Museu do Barcelona. Foto: Claudio Nogueira

Museu do Barcelona. Foto: Claudio Nogueira

A informática, a tecnologia e a internet estão mudando a Terra. Como em tudo no mundo, vive-se a Era do Conhecimento e da Informação, na qual nada mais se faz sem recursos tecnológicos como esses. No caso de esportes como o futebol, as antigas salas de troféus dos grandes clubes, com taças empoeiradas e medalhas amontoadas, fazem parte do passado. Hoje, os museus modernos de esporte, para além de designs ousados, têm obrigatoriamente de proporcionar aos visitantes a experiência de estar lá. Isto é, de voltar no tempo, como se eles estivessem revivendo os momentos de determinada conquista, os feitos de um ídolo, a emoção que os torcedores viveram com grandes times, com gerações de craques, épocas inesquecíveis e até mesmo ouvindo os cânticos das próprias torcidas nas arquibancadas.

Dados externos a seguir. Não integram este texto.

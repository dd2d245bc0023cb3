// src/cli.rs
use anyhow::Result;
use clap::{Arg, ArgAction, ArgMatches, Command};
use std::{
    env,
    path::{Path, PathBuf},
    process::ExitCode,
};

use crate::{
    core::config::{ColorChoice, DEFAULT_CONFIG_FILE, Overrides, RunSettings, RunnerConfig},
    infra::{logging, t},
};

pub mod commands {
    pub mod init;
    pub mod run;
}

/// Pre-parses the command line arguments to find the language setting.
/// This allows i18n to be initialized before the full CLI is built.
/// It looks for `--lang <VALUE>` or `--lang=<VALUE>`.
pub fn pre_parse_language(args: &[String]) -> Option<String> {
    let mut iter = args.iter();
    while let Some(arg) = iter.next() {
        if arg == "--lang" {
            return iter.next().cloned();
        }
        if let Some(lang) = arg.strip_prefix("--lang=") {
            return Some(lang.to_string());
        }
    }
    None
}

pub fn build_cli() -> Command {
    Command::new("exec-runner")
        .version(env!("CARGO_PKG_VERSION"))
        .about(t!("cli.about").to_string())
        .arg(
            Arg::new("dir")
                .help(t!("cli.arg_dir").to_string())
                .value_name("DIR")
                .value_parser(clap::value_parser!(PathBuf))
                .action(ArgAction::Set),
        )
        .arg(
            Arg::new("numeric-prefix")
                .long("numeric-prefix")
                .help(t!("cli.arg_numeric_prefix").to_string())
                .action(ArgAction::SetTrue),
        )
        .arg(
            Arg::new("capture")
                .long("capture")
                .help(t!("cli.arg_capture").to_string())
                .action(ArgAction::SetTrue),
        )
        .arg(
            Arg::new("timeout")
                .long("timeout")
                .help(t!("cli.arg_timeout").to_string())
                .value_name("SECS")
                .value_parser(clap::value_parser!(u64))
                .action(ArgAction::Set),
        )
        .arg(
            Arg::new("color")
                .long("color")
                .help(t!("cli.arg_color").to_string())
                .value_name("WHEN")
                .value_parser(clap::value_parser!(ColorChoice))
                .action(ArgAction::Set),
        )
        .arg(
            Arg::new("list")
                .long("list")
                .help(t!("cli.arg_list").to_string())
                .action(ArgAction::SetTrue),
        )
        .arg(
            Arg::new("verbose")
                .short('v')
                .long("verbose")
                .help(t!("cli.arg_verbose").to_string())
                .action(ArgAction::SetTrue),
        )
        .arg(
            Arg::new("config")
                .short('c')
                .long("config")
                .help(t!("cli.arg_config").to_string())
                .value_name("CONFIG")
                .global(true)
                .value_parser(clap::value_parser!(PathBuf))
                .action(ArgAction::Set),
        )
        .arg(
            Arg::new("lang")
                .long("lang")
                .help(t!("cli.arg_lang").to_string())
                .value_name("LANGUAGE")
                .global(true)
                .action(ArgAction::Set),
        )
        .subcommand(
            Command::new("init")
                .about(t!("cli.cmd_init_about").to_string())
                .arg(
                    Arg::new("force")
                        .long("force")
                        .help(t!("cli.arg_force").to_string())
                        .action(ArgAction::SetTrue),
                ),
        )
}

/// Parses the command line and runs the selected command.
///
/// # Returns
/// The process exit code: success when every test passed, failure when a test
/// failed or the run was interrupted. Fatal problems are returned as `Err`.
pub async fn run() -> Result<ExitCode> {
    let args: Vec<String> = env::args().collect();

    // Pre-parse language and initialize i18n first.
    let requested_lang = pre_parse_language(&args);
    crate::init_locale(requested_lang.as_deref());

    let matches = build_cli().get_matches_from(args);
    logging::init(matches.get_flag("verbose"));

    match matches.subcommand() {
        Some(("init", init_matches)) => {
            let path = init_matches
                .get_one::<PathBuf>("config")
                .cloned()
                .unwrap_or_else(|| PathBuf::from(DEFAULT_CONFIG_FILE));
            commands::init::execute(&path, init_matches.get_flag("force"))?;
            Ok(ExitCode::SUCCESS)
        }
        _ => {
            let explicit_config = matches.get_one::<PathBuf>("config");
            let (config, config_path) = load_config(explicit_config.map(PathBuf::as_path))?;

            if requested_lang.is_none() {
                if let Some(lang) = &config.language {
                    crate::init_locale(Some(lang.as_str()));
                }
            }

            let settings =
                RunSettings::resolve(&config, config_path.as_deref(), overrides_from(&matches))?;
            commands::run::execute(settings, matches.get_flag("list")).await
        }
    }
}

/// Loads the configuration file.
///
/// An explicitly named file must exist. The default file is optional; when it
/// is absent the built-in defaults apply.
pub fn load_config(explicit: Option<&Path>) -> Result<(RunnerConfig, Option<PathBuf>)> {
    let path = match explicit {
        Some(path) => path.to_path_buf(),
        None => {
            let default_path = PathBuf::from(DEFAULT_CONFIG_FILE);
            if !default_path.is_file() {
                tracing::debug!("no {DEFAULT_CONFIG_FILE} found, using defaults");
                return Ok((RunnerConfig::default(), None));
            }
            default_path
        }
    };

    let config = RunnerConfig::load(&path)?;
    tracing::debug!("loaded configuration from {}", path.display());
    Ok((config, Some(path)))
}

fn overrides_from(matches: &ArgMatches) -> Overrides {
    Overrides {
        test_dir: matches.get_one::<PathBuf>("dir").cloned(),
        numeric_prefix: matches.get_flag("numeric-prefix"),
        capture: matches.get_flag("capture"),
        timeout_secs: matches.get_one::<u64>("timeout").copied(),
        color: matches.get_one::<ColorChoice>("color").copied(),
    }
}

Os museus de clubes não podem ser meros depósitos de taças, algumas sem quaisquer identificações ou referências. É preciso que essas relíquias sejam expostas com a dignidade que merecem, à altura das conquistas que simbolizam. Além disso, dentro da mentalidade contemporânea, esses espaços necessitam, obrigatoriamente, assegurar a interatividade. Por meio desta, os torcedores, em especial os mais jovens, serão capazes de fazer uma grande viagem pela história da equipe que admiram. Os museus são também geradores de emprego, para profissionais treinados para explicar ao público o significado das taças, conduzir visitas guiadas, atender a pesquisadores e historiadores. Tudo isso, além de dar um tratamento e atenção especiais a visitantes vindos do exterior, o que requer a presença de guias poliglotas.

Em modernos museus desportivos, este tipo de instalação serve não apenas à preservação da memória. Mas também para formar novos torcedores, gerar renda mediante o pagamento de ingresso e para alavancar vendas. Em vários deles, o tour se encerra na loja oficial do clube, na qual, se o conteúdo e a interatividade do museu funcionam bem, o visitante sempre acaba comprando algum souvenir, de uma simples caneta à camisa ou agasalho do clube.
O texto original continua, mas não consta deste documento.